Dataset excerpts:
═══
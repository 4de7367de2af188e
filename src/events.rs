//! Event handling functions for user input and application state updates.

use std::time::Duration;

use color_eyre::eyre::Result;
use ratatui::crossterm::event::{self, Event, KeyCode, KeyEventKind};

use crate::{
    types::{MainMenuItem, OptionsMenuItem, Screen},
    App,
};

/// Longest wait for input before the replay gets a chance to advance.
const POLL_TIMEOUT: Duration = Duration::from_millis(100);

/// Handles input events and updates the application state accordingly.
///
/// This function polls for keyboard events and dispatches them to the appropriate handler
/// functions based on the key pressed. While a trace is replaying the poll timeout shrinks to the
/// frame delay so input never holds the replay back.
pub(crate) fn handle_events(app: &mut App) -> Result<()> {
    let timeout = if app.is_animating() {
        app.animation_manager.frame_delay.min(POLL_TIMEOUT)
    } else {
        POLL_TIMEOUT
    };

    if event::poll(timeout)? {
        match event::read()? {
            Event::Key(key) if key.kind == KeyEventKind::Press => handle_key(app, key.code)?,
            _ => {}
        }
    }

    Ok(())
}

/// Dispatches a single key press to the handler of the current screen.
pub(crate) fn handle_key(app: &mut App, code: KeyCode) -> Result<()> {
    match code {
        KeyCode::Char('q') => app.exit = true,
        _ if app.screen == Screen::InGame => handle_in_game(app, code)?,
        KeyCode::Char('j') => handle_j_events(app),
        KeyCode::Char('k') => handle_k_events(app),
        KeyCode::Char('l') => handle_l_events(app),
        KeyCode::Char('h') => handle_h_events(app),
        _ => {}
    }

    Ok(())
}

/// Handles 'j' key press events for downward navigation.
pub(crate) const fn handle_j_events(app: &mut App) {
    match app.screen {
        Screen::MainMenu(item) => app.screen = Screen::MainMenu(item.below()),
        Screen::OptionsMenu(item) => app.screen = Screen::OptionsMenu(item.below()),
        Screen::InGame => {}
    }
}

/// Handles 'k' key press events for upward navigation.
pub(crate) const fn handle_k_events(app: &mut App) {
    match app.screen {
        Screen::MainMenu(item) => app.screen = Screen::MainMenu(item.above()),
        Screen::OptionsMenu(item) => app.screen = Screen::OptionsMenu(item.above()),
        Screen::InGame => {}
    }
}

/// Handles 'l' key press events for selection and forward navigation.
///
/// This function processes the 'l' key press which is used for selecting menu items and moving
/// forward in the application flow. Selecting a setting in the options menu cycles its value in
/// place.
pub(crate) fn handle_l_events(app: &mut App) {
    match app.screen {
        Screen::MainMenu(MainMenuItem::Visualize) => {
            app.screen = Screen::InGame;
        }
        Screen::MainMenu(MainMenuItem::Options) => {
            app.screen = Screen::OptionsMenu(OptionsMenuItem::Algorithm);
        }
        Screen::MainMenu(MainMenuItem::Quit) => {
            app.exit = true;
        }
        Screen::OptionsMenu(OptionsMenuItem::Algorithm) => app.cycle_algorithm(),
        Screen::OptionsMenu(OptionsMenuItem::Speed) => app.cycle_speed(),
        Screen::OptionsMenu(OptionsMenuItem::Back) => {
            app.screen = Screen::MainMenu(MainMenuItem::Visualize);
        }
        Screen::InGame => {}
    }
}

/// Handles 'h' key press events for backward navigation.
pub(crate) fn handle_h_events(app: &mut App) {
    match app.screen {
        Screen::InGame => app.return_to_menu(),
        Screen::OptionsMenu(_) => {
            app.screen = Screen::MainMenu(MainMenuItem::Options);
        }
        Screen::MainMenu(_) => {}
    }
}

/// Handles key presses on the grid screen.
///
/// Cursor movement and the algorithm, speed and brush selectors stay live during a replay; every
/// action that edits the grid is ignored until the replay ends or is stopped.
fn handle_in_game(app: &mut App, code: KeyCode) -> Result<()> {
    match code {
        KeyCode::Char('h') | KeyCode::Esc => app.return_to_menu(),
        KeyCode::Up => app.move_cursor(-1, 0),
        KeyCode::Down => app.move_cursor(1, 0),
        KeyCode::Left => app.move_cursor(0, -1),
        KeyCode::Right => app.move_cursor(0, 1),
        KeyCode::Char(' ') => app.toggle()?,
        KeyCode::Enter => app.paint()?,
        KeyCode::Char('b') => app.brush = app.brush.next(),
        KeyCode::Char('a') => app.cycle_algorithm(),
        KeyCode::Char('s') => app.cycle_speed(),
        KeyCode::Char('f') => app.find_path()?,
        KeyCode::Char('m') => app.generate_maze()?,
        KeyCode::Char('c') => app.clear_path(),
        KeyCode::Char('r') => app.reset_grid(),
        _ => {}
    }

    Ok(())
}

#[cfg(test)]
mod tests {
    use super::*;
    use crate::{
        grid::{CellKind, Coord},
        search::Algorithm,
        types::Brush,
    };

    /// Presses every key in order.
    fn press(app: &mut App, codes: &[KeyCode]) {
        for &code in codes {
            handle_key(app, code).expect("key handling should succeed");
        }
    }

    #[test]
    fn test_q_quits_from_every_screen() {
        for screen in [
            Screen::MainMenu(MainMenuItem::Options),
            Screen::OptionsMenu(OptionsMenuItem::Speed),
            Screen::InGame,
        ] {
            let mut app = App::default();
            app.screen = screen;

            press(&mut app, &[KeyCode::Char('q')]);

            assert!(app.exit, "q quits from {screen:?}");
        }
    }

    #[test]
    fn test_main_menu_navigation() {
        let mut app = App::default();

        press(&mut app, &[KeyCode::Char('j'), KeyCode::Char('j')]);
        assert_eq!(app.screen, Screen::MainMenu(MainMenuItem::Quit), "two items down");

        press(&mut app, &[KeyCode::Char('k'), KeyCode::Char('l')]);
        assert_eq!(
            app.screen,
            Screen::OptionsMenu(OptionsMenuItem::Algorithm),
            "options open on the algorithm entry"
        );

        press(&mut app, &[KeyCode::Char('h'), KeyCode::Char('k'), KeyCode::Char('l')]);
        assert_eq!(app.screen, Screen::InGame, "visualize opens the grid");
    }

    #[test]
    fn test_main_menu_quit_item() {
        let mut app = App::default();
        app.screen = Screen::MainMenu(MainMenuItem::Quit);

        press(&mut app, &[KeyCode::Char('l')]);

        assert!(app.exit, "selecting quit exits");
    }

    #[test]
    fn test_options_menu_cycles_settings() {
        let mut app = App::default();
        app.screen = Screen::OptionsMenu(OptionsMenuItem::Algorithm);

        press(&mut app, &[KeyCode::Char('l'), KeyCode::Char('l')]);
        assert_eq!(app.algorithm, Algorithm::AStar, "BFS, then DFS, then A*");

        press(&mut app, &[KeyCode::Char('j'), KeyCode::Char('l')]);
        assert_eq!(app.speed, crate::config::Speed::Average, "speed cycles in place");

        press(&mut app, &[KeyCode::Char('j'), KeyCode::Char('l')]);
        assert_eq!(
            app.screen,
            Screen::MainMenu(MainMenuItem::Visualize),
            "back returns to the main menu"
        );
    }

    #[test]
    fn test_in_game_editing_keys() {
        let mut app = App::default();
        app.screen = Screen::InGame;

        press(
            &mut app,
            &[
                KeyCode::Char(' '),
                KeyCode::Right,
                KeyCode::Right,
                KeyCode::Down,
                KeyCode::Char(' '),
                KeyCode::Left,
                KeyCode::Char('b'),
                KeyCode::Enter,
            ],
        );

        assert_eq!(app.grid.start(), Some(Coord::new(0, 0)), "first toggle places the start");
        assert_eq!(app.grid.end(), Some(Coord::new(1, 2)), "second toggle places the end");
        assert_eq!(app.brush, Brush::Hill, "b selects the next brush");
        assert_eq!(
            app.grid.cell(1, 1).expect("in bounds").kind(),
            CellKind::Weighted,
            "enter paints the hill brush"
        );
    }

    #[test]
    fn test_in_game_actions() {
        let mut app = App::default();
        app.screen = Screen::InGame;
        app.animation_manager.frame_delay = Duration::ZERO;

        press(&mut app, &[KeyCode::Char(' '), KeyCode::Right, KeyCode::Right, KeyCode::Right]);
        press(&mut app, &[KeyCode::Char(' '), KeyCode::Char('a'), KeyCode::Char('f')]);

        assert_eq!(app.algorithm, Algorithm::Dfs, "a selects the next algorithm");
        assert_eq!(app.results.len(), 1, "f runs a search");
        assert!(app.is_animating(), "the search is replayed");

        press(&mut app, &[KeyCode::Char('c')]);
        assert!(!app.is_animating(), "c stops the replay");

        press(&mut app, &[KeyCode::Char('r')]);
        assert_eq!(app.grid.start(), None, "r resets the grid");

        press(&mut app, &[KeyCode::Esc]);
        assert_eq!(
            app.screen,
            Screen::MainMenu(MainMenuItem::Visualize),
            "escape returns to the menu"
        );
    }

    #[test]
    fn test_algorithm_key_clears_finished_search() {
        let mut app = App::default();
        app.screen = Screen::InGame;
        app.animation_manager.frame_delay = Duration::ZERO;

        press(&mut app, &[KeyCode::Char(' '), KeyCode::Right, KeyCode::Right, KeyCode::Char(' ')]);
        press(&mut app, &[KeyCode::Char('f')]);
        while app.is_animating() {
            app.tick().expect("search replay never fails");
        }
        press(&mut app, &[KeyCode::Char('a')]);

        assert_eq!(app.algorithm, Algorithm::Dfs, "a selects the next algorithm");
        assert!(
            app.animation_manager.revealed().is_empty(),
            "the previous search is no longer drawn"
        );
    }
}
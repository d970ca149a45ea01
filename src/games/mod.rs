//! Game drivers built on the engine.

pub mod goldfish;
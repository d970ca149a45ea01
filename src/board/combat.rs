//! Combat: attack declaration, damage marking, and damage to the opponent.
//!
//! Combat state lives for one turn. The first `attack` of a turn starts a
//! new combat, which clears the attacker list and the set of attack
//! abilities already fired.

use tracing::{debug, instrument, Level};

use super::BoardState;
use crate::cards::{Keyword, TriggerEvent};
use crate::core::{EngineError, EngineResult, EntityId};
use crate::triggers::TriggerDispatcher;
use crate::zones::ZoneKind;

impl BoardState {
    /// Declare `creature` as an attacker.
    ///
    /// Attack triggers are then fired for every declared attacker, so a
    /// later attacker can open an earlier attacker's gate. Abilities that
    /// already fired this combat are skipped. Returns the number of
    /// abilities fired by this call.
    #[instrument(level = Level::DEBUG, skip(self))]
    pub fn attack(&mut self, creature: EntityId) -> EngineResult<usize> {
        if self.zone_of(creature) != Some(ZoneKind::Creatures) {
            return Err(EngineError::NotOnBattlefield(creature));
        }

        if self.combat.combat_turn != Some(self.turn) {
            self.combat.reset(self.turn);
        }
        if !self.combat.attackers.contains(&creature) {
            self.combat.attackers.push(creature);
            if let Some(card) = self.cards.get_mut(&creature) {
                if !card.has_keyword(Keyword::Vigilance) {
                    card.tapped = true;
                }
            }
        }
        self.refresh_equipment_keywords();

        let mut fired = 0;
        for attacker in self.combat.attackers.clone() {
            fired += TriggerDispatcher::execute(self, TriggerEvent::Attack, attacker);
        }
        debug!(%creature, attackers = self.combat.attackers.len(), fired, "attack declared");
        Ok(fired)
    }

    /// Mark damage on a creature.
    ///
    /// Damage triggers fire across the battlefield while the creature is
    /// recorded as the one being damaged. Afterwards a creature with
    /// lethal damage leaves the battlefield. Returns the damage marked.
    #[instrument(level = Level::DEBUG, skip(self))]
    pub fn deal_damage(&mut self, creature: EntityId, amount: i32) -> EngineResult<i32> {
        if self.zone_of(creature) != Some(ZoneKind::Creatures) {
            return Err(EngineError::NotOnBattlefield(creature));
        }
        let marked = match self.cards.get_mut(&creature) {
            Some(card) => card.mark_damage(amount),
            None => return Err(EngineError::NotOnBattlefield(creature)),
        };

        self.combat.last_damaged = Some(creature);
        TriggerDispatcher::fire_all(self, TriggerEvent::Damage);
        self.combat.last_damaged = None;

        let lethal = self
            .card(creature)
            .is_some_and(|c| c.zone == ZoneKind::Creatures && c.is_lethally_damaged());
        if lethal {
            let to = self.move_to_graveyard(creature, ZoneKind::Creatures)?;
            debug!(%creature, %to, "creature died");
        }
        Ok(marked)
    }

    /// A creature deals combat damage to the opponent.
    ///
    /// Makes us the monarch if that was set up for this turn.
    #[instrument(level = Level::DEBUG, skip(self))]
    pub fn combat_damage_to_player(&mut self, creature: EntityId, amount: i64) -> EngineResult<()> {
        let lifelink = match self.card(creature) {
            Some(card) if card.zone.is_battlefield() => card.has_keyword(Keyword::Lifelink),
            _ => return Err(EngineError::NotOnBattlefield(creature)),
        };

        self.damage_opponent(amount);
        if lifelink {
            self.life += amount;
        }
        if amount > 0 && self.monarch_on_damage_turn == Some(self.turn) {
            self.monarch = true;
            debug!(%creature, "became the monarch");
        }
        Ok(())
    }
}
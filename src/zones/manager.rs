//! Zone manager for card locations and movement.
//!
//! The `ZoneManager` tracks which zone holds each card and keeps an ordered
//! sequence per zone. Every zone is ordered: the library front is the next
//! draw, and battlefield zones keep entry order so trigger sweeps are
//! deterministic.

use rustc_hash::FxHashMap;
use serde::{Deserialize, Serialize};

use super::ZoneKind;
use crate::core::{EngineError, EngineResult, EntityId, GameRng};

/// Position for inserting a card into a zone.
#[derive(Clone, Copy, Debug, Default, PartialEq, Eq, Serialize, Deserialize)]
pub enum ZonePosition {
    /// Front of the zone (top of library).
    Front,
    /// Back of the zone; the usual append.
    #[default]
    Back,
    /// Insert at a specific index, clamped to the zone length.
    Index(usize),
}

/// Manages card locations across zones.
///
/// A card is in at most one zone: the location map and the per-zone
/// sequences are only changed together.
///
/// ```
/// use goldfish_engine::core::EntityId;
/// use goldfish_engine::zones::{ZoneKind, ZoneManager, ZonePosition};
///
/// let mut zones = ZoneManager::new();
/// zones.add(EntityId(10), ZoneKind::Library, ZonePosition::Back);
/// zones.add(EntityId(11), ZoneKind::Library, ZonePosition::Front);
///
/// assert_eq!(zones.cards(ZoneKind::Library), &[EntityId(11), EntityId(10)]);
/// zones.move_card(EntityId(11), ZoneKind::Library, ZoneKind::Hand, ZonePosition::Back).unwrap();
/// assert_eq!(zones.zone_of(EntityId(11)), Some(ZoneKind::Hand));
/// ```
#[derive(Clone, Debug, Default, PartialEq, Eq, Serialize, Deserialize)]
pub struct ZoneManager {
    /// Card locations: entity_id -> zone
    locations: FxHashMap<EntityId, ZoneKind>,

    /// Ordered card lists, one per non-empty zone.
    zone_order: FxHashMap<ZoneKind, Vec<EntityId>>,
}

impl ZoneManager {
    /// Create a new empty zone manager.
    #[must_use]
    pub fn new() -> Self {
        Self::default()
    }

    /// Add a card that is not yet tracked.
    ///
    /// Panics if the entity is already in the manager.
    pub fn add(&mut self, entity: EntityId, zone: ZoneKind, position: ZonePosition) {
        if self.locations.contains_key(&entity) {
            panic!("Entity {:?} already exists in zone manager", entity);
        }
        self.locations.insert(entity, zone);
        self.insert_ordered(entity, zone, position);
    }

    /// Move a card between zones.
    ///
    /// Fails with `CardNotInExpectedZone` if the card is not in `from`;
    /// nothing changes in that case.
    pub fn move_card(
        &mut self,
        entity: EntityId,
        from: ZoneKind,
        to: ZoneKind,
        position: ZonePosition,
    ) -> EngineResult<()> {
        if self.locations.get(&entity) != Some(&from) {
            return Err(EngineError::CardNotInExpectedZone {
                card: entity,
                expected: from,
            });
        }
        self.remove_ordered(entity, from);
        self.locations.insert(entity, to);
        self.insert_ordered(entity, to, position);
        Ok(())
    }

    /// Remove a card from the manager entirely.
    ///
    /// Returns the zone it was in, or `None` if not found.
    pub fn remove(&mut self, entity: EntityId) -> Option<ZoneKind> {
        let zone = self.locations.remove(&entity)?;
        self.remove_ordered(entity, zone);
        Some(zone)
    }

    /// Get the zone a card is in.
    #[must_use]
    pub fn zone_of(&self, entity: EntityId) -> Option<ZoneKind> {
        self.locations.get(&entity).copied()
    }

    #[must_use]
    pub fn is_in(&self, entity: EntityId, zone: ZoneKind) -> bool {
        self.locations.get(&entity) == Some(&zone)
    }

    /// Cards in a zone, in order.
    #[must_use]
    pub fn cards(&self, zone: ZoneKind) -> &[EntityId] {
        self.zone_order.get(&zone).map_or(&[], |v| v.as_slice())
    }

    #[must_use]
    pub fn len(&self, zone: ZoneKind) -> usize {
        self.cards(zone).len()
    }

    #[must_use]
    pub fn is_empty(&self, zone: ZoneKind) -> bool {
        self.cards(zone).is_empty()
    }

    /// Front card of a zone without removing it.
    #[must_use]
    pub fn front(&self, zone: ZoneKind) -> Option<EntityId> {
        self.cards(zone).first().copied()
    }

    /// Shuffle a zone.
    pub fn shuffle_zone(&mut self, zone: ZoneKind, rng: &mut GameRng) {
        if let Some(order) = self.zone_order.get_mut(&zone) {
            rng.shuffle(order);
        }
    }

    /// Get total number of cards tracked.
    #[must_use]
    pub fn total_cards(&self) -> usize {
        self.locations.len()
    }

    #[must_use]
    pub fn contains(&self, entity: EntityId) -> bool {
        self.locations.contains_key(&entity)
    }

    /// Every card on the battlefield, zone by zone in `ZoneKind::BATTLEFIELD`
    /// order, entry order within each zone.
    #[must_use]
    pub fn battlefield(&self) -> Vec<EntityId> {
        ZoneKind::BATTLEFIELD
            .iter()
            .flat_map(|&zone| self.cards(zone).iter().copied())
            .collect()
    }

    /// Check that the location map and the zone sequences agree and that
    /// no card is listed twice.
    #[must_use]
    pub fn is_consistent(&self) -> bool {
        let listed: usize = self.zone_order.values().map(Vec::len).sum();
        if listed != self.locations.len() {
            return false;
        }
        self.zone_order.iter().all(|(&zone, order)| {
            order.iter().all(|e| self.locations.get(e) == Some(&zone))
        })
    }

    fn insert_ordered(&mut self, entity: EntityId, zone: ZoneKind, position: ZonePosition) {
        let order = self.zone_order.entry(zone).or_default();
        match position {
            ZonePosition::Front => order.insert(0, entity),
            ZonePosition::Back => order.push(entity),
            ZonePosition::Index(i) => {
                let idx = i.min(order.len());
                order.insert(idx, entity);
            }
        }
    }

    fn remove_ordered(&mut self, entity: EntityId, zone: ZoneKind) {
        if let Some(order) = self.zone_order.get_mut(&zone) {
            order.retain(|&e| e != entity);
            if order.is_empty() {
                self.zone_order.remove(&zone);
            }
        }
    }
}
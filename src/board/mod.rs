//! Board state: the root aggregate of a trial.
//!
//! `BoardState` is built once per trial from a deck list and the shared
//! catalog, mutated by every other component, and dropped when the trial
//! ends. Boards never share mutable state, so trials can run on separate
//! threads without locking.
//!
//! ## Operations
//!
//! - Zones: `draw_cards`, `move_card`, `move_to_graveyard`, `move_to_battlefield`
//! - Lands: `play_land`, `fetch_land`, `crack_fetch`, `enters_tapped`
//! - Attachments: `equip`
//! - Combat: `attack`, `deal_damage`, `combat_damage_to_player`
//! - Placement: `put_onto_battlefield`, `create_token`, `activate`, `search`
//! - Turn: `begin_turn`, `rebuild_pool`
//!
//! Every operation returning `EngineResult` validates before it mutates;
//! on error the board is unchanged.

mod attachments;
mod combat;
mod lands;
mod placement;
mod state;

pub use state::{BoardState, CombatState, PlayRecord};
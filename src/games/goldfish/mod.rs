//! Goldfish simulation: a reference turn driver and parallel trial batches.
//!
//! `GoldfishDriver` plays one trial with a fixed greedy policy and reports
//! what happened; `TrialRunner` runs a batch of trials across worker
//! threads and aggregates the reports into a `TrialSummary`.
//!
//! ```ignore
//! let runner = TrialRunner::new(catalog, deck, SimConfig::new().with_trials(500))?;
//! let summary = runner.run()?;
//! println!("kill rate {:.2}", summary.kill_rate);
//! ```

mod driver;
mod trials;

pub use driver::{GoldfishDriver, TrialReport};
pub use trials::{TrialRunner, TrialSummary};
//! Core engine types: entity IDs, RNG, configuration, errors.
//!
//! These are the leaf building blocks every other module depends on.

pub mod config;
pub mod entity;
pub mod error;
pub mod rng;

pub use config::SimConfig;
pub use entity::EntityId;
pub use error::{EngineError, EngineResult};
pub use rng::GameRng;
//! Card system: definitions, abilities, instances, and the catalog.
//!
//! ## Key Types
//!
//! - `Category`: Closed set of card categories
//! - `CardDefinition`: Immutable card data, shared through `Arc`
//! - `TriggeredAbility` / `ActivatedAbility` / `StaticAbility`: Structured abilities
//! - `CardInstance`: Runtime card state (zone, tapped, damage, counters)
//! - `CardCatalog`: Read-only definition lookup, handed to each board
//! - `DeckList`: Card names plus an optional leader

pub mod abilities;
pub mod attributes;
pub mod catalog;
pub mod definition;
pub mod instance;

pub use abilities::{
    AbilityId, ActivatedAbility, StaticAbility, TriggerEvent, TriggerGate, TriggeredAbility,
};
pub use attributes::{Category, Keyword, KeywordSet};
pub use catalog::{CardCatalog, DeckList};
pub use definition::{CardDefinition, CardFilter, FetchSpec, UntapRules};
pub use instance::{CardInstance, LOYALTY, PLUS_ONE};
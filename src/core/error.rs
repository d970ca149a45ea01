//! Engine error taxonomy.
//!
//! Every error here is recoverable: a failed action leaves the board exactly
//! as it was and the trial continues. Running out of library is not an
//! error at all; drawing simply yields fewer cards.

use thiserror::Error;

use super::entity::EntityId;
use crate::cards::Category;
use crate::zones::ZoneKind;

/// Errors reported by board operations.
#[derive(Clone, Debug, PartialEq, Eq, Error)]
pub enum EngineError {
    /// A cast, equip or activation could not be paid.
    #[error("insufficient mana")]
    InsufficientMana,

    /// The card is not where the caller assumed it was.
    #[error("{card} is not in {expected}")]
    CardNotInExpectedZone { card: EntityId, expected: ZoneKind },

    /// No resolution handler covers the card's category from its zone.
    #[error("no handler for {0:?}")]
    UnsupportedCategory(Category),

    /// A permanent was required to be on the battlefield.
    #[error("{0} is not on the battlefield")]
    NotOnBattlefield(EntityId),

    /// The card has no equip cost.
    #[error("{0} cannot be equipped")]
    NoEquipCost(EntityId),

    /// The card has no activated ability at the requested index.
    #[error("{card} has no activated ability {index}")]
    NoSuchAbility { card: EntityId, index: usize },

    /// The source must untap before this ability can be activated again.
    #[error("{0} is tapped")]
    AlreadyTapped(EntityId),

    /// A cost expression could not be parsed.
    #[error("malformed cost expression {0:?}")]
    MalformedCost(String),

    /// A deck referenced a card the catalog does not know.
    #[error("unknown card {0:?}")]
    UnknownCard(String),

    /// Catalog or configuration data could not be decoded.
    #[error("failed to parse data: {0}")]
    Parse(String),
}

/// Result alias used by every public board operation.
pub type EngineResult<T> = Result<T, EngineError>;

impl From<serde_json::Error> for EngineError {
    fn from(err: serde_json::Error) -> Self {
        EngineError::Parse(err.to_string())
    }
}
═══
## [Task to carry out]
Above are the entries. Quote exactly the lines from the one bearing "in that case." through the one bearing "if not found.".

## [Answer to the exercise]
    /// nothing changes in that case.
    pub fn move_card(
        &mut self,
        entity: EntityId,
        from: ZoneKind,
        to: ZoneKind,
        position: ZonePosition,
    ) -> EngineResult<()> {
        if self.locations.get(&entity) != Some(&from) {
            return Err(EngineError::CardNotInExpectedZone {
                card: entity,
                expected: from,
            });
        }
        self.remove_ordered(entity, from);
        self.locations.insert(entity, to);
        self.insert_ordered(entity, to, position);
        Ok(())
    }

    /// Remove a card from the manager entirely.
    ///
    /// Returns the zone it was in, or `None` if not found.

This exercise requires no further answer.